Dataset entries
◇ ◇ ◇ ◇ ◇ ◇ ◇
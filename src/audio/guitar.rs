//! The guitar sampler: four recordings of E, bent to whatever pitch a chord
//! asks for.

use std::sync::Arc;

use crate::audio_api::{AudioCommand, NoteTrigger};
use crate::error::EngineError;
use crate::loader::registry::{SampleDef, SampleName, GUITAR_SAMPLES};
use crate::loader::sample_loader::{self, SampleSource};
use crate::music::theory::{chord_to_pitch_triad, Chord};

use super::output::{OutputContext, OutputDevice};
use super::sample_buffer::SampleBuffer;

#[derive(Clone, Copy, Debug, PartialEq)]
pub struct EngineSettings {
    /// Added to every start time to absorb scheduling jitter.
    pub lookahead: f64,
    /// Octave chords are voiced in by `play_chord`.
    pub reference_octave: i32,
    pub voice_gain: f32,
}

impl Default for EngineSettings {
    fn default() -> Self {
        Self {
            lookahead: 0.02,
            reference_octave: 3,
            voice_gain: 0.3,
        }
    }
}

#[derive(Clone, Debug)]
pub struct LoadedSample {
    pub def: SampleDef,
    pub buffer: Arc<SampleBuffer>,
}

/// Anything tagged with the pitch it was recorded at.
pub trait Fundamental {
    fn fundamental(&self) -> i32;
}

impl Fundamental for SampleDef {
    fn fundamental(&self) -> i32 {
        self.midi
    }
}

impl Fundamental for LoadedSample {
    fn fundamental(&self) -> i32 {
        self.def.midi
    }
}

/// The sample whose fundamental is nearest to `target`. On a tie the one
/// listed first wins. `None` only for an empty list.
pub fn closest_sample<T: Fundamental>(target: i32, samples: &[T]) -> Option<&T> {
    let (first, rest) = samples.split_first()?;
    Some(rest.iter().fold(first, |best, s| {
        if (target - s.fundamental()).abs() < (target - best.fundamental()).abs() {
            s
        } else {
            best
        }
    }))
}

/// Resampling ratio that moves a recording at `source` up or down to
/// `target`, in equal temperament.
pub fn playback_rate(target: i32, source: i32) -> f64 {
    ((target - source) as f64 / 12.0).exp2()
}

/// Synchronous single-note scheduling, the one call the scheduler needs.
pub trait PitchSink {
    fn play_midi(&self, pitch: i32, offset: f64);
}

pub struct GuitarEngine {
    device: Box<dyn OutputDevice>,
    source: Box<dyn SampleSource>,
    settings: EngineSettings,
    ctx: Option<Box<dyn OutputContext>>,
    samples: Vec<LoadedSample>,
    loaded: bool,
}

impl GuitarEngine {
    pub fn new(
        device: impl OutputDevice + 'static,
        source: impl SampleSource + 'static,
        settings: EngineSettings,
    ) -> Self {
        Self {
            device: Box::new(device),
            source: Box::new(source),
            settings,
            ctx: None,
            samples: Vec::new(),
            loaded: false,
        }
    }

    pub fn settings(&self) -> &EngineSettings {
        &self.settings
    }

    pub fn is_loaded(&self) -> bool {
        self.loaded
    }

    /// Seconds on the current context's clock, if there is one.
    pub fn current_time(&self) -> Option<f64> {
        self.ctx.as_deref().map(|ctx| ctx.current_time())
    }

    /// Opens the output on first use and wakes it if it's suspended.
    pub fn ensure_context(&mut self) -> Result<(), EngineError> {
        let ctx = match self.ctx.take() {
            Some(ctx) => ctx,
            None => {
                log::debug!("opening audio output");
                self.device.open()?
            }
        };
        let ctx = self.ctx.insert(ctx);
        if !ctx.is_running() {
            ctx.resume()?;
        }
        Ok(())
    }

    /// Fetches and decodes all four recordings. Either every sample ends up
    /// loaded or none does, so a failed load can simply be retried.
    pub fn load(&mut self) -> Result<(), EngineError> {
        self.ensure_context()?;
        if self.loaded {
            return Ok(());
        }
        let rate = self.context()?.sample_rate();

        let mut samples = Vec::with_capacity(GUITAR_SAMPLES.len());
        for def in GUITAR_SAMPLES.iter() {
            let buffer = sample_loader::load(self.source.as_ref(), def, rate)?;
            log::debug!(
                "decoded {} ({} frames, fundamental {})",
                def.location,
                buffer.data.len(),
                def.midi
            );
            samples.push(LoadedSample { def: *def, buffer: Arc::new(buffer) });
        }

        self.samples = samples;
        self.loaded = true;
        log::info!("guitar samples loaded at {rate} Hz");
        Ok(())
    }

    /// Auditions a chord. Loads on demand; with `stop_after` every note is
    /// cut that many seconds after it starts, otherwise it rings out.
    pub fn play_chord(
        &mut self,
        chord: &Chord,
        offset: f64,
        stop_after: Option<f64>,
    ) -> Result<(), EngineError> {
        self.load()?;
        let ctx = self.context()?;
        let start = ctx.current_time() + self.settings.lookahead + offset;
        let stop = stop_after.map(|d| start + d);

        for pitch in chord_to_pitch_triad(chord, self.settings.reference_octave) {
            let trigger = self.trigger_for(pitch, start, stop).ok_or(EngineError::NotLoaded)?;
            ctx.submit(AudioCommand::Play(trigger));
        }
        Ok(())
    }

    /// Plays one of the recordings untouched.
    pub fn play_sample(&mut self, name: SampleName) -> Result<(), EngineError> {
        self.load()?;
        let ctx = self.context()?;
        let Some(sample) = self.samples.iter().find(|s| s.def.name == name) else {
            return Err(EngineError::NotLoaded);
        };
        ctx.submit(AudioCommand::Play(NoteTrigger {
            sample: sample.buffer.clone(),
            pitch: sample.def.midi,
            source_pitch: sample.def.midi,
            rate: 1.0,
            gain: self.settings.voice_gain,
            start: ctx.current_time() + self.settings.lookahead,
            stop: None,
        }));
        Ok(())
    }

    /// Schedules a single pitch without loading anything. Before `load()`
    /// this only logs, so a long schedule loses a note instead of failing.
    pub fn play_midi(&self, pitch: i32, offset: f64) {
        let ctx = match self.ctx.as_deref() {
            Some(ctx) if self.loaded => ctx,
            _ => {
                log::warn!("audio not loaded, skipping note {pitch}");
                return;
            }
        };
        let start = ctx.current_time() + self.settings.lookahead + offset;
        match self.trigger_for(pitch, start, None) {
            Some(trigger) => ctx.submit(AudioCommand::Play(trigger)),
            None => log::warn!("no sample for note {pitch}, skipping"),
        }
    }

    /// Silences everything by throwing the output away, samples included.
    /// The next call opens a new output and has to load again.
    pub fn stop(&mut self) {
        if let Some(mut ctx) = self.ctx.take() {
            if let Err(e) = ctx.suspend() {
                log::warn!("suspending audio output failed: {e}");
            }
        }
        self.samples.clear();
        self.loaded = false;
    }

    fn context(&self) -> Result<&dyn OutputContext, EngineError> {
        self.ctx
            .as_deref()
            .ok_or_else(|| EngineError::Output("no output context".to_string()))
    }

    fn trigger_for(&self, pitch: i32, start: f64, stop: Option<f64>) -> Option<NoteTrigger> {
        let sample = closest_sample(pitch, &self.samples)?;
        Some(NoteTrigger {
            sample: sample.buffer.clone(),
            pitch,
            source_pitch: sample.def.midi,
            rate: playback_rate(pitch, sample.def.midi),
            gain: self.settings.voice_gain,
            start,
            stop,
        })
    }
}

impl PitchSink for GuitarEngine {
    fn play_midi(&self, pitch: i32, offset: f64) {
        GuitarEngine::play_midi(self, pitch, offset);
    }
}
◇ ◇ ◇ ◇ ◇ ◇ ◇
Output only an exact transcription of the lines above from the one with "use crate::error::EngineError;" up to and including the one with "absorb scheduling jitter.".

use crate::error::EngineError;
use crate::loader::registry::{SampleDef, SampleName, GUITAR_SAMPLES};
use crate::loader::sample_loader::{self, SampleSource};
use crate::music::theory::{chord_to_pitch_triad, Chord};

use super::output::{OutputContext, OutputDevice};
use super::sample_buffer::SampleBuffer;

#[derive(Clone, Copy, Debug, PartialEq)]
pub struct EngineSettings {
    /// Added to every start time to absorb scheduling jitter.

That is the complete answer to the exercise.